//! Market event types
//!
//! A market event is data: an id, some descriptive text, and a
//! declarative effect saying which instrument parameters move and how
//! much of the invested money is gained or lost.
//!
//! # Design Principles
//!
//! 1. **Declarative**: effects are parameter deltas, not closures
//! 2. **Isolated**: applying an effect never touches the caller's state
//! 3. **Serializable**: catalogs can be stored or shipped as JSON

use serde::{Deserialize, Serialize};
use std::collections::BTreeMap;

use crate::rng::RandomSource;

/// Probability that a gated policy fires in a turn
pub const DEFAULT_EVENT_PROBABILITY: f64 = 0.3;

/// Parameter changes an event applies to one instrument
///
/// Fields that do not apply to an instrument's profile are ignored
/// (e.g. `interest` on a fund).
#[derive(Debug, Clone, Copy, Default, PartialEq, Serialize, Deserialize)]
#[serde(default)]
pub struct ParameterDelta {
    /// Added to a fund's expected return (percent points)
    pub expected_return: f64,

    /// Added to a region's interest (percent points)
    pub interest: f64,

    /// Added to a region's growth (percent points)
    pub growth: f64,

    /// Added to a region's risk
    pub risk: f64,

    /// Percent of the amount invested in the instrument gained (positive)
    /// or lost (negative) immediately
    pub invested_pct: f64,
}

impl ParameterDelta {
    pub fn expected_return(mut self, value: f64) -> Self {
        self.expected_return = value;
        self
    }

    pub fn interest(mut self, value: f64) -> Self {
        self.interest = value;
        self
    }

    pub fn growth(mut self, value: f64) -> Self {
        self.growth = value;
        self
    }

    pub fn risk(mut self, value: f64) -> Self {
        self.risk = value;
        self
    }

    pub fn invested_pct(mut self, value: f64) -> Self {
        self.invested_pct = value;
        self
    }
}

/// What an event does when it fires
#[derive(Debug, Clone, PartialEq, Serialize, Deserialize)]
#[serde(tag = "kind", rename_all = "snake_case")]
pub enum EventEffect {
    /// Deltas for specific instruments, keyed by id
    Targeted {
        targets: BTreeMap<String, ParameterDelta>,
    },

    /// The same delta for every instrument in the market
    Broad { delta: ParameterDelta },
}

impl EventEffect {
    /// Effect on a single instrument
    pub fn single(id: impl Into<String>, delta: ParameterDelta) -> Self {
        let mut targets = BTreeMap::new();
        targets.insert(id.into(), delta);
        EventEffect::Targeted { targets }
    }
}

/// A catalog entry: a world event that can hit the market
#[derive(Debug, Clone, PartialEq, Serialize, Deserialize)]
pub struct MarketEvent {
    /// Stable identifier (e.g. "it_bubble_burst")
    pub id: String,

    /// Headline
    pub title: String,

    /// Longer narrative text
    pub description: String,

    /// Classification tag for presentation ("crash", "boom", ...)
    pub icon: String,

    /// Effect applied when the event fires
    pub effect: EventEffect,
}

impl MarketEvent {
    pub fn new(
        id: impl Into<String>,
        title: impl Into<String>,
        description: impl Into<String>,
        icon: impl Into<String>,
        effect: EventEffect,
    ) -> Self {
        Self {
            id: id.into(),
            title: title.into(),
            description: description.into(),
            icon: icon.into(),
            effect,
        }
    }
}

/// When an event fires
#[derive(Debug, Clone, Copy, PartialEq, Serialize, Deserialize)]
#[serde(tag = "policy", rename_all = "snake_case")]
pub enum EventPolicy {
    /// Fires when a trigger draw lands below `probability`
    Gated { probability: f64 },

    /// Fires every turn, no trigger draw
    Unconditional,
}

impl EventPolicy {
    /// Gated policy with the default 30% probability
    pub fn gated() -> Self {
        EventPolicy::Gated {
            probability: DEFAULT_EVENT_PROBABILITY,
        }
    }

    /// Decide whether an event fires this turn
    ///
    /// Gated policies consume exactly one draw; unconditional ones none.
    pub fn fires<R: RandomSource + ?Sized>(&self, rng: &mut R) -> bool {
        match self {
            EventPolicy::Gated { probability } => rng.next_f64() < *probability,
            EventPolicy::Unconditional => true,
        }
    }
}

#[cfg(test)]
mod tests {
    use super::*;
    use crate::rng::SequenceRng;

    #[test]
    fn test_gated_policy_threshold() {
        let policy = EventPolicy::gated();

        let mut below = SequenceRng::constant(0.29);
        assert!(policy.fires(&mut below));

        let mut at = SequenceRng::constant(0.3);
        assert!(!policy.fires(&mut at));
        assert_eq!(at.draws(), 1);
    }

    #[test]
    fn test_unconditional_policy_draws_nothing() {
        let mut rng = SequenceRng::constant(0.99);
        assert!(EventPolicy::Unconditional.fires(&mut rng));
        assert_eq!(rng.draws(), 0);
    }

    #[test]
    fn test_delta_serde_defaults() {
        let delta: ParameterDelta = serde_json::from_str(r#"{"risk": 2.0}"#).unwrap();
        assert_eq!(delta, ParameterDelta::default().risk(2.0));
    }

    #[test]
    fn test_policy_serde() {
        let policy: EventPolicy =
            serde_json::from_str(r#"{"policy": "gated", "probability": 0.5}"#).unwrap();
        assert_eq!(policy, EventPolicy::Gated { probability: 0.5 });

        let policy: EventPolicy = serde_json::from_str(r#"{"policy": "unconditional"}"#).unwrap();
        assert_eq!(policy, EventPolicy::Unconditional);
    }
}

▶ [Your objective]
Copy every line above once more, precisely as it reads.

▶ [Your solution]
//! Market event types
//!
//! A market event is data: an id, some descriptive text, and a
//! declarative effect saying which instrument parameters move and how
//! much of the invested money is gained or lost.
//!
//! # Design Principles
//!
//! 1. **Declarative**: effects are parameter deltas, not closures
//! 2. **Isolated**: applying an effect never touches the caller's state
//! 3. **Serializable**: catalogs can be stored or shipped as JSON

use serde::{Deserialize, Serialize};
use std::collections::BTreeMap;

use crate::rng::RandomSource;

/// Probability that a gated policy fires in a turn
pub const DEFAULT_EVENT_PROBABILITY: f64 = 0.3;

/// Parameter changes an event applies to one instrument
///
/// Fields that do not apply to an instrument's profile are ignored
/// (e.g. `interest` on a fund).
#[derive(Debug, Clone, Copy, Default, PartialEq, Serialize, Deserialize)]
#[serde(default)]
pub struct ParameterDelta {
    /// Added to a fund's expected return (percent points)
    pub expected_return: f64,

    /// Added to a region's interest (percent points)
    pub interest: f64,

    /// Added to a region's growth (percent points)
    pub growth: f64,

    /// Added to a region's risk
    pub risk: f64,

    /// Percent of the amount invested in the instrument gained (positive)
    /// or lost (negative) immediately
    pub invested_pct: f64,
}

impl ParameterDelta {
    pub fn expected_return(mut self, value: f64) -> Self {
        self.expected_return = value;
        self
    }

    pub fn interest(mut self, value: f64) -> Self {
        self.interest = value;
        self
    }

    pub fn growth(mut self, value: f64) -> Self {
        self.growth = value;
        self
    }

    pub fn risk(mut self, value: f64) -> Self {
        self.risk = value;
        self
    }

    pub fn invested_pct(mut self, value: f64) -> Self {
        self.invested_pct = value;
        self
    }
}

/// What an event does when it fires
#[derive(Debug, Clone, PartialEq, Serialize, Deserialize)]
#[serde(tag = "kind", rename_all = "snake_case")]
pub enum EventEffect {
    /// Deltas for specific instruments, keyed by id
    Targeted {
        targets: BTreeMap<String, ParameterDelta>,
    },

    /// The same delta for every instrument in the market
    Broad { delta: ParameterDelta },
}

impl EventEffect {
    /// Effect on a single instrument
    pub fn single(id: impl Into<String>, delta: ParameterDelta) -> Self {
        let mut targets = BTreeMap::new();
        targets.insert(id.into(), delta);
        EventEffect::Targeted { targets }
    }
}

/// A catalog entry: a world event that can hit the market
#[derive(Debug, Clone, PartialEq, Serialize, Deserialize)]
pub struct MarketEvent {
    /// Stable identifier (e.g. "it_bubble_burst")
    pub id: String,

    /// Headline
    pub title: String,

    /// Longer narrative text
    pub description: String,

    /// Classification tag for presentation ("crash", "boom", ...)
    pub icon: String,

    /// Effect applied when the event fires
    pub effect: EventEffect,
}

impl MarketEvent {
    pub fn new(
        id: impl Into<String>,
        title: impl Into<String>,
        description: impl Into<String>,
        icon: impl Into<String>,
        effect: EventEffect,
    ) -> Self {
        Self {
            id: id.into(),
            title: title.into(),
            description: description.into(),
            icon: icon.into(),
            effect,
        }
    }
}

/// When an event fires
#[derive(Debug, Clone, Copy, PartialEq, Serialize, Deserialize)]
#[serde(tag = "policy", rename_all = "snake_case")]
pub enum EventPolicy {
    /// Fires when a trigger draw lands below `probability`
    Gated { probability: f64 },

    /// Fires every turn, no trigger draw
    Unconditional,
}

impl EventPolicy {
    /// Gated policy with the default 30% probability
    pub fn gated() -> Self {
        EventPolicy::Gated {
            probability: DEFAULT_EVENT_PROBABILITY,
        }
    }

    /// Decide whether an event fires this turn
    ///
    /// Gated policies consume exactly one draw; unconditional ones none.
    pub fn fires<R: RandomSource + ?Sized>(&self, rng: &mut R) -> bool {
        match self {
            EventPolicy::Gated { probability } => rng.next_f64() < *probability,
            EventPolicy::Unconditional => true,
        }
    }
}

#[cfg(test)]
mod tests {
    use super::*;
    use crate::rng::SequenceRng;

    #[test]
    fn test_gated_policy_threshold() {
        let policy = EventPolicy::gated();

        let mut below = SequenceRng::constant(0.29);
        assert!(policy.fires(&mut below));

        let mut at = SequenceRng::constant(0.3);
        assert!(!policy.fires(&mut at));
        assert_eq!(at.draws(), 1);
    }

    #[test]
    fn test_unconditional_policy_draws_nothing() {
        let mut rng = SequenceRng::constant(0.99);
        assert!(EventPolicy::Unconditional.fires(&mut rng));
        assert_eq!(rng.draws(), 0);
    }

    #[test]
    fn test_delta_serde_defaults() {
        let delta: ParameterDelta = serde_json::from_str(r#"{"risk": 2.0}"#).unwrap();
        assert_eq!(delta, ParameterDelta::default().risk(2.0));
    }

    #[test]
    fn test_policy_serde() {
        let policy: EventPolicy =
            serde_json::from_str(r#"{"policy": "gated", "probability": 0.5}"#).unwrap();
        assert_eq!(policy, EventPolicy::Gated { probability: 0.5 });

        let policy: EventPolicy = serde_json::from_str(r#"{"policy": "unconditional"}"#).unwrap();
        assert_eq!(policy, EventPolicy::Unconditional);
    }
}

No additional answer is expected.